▶ **Exercise description**: For the data below, give the number of lines containing "JobContext" and nothing more.

▶ **Source information**:
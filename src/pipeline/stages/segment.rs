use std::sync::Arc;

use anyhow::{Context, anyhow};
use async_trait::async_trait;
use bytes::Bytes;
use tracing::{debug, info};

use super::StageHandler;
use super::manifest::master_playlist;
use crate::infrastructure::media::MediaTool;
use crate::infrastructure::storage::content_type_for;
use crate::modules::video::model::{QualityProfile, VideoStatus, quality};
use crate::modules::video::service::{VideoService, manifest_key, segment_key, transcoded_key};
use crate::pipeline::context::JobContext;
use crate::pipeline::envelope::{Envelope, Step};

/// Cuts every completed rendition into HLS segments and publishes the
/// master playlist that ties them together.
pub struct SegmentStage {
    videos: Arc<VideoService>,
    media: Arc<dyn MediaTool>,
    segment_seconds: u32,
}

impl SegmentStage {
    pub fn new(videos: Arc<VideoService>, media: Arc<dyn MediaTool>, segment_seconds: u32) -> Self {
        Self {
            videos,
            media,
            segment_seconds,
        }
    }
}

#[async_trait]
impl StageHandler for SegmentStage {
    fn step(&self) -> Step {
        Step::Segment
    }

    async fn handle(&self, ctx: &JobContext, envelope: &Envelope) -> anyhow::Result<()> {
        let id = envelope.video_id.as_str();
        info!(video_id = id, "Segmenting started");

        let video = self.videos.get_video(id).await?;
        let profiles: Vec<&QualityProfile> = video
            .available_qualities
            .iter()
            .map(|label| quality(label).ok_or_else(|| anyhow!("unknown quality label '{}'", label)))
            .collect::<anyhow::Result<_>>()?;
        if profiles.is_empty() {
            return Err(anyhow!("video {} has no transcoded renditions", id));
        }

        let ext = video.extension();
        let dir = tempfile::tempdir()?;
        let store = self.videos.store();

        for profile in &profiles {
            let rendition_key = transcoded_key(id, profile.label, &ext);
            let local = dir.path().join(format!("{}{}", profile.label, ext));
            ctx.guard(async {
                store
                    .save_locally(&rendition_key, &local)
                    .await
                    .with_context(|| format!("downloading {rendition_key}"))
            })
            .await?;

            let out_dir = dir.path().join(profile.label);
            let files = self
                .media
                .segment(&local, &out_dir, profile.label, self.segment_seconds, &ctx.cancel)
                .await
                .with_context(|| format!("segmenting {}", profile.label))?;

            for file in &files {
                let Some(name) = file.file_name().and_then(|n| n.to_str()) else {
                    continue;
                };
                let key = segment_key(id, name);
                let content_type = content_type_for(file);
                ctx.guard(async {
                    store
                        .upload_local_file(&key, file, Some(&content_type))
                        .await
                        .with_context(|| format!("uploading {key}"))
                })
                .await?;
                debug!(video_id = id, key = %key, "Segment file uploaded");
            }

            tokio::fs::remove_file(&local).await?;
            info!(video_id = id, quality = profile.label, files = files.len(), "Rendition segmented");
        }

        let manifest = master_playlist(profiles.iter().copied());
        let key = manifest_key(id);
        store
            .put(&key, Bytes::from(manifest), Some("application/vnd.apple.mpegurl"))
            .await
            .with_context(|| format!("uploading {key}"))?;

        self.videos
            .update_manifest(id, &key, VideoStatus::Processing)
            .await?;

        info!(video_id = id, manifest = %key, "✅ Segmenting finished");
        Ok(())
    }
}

--

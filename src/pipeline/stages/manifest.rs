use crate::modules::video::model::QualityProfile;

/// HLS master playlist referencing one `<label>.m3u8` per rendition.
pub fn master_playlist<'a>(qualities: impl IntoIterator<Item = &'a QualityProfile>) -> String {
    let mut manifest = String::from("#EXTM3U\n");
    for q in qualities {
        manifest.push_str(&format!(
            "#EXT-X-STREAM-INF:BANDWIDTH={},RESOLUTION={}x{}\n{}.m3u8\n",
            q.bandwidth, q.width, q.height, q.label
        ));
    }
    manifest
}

▶ **Exercise solution**: 2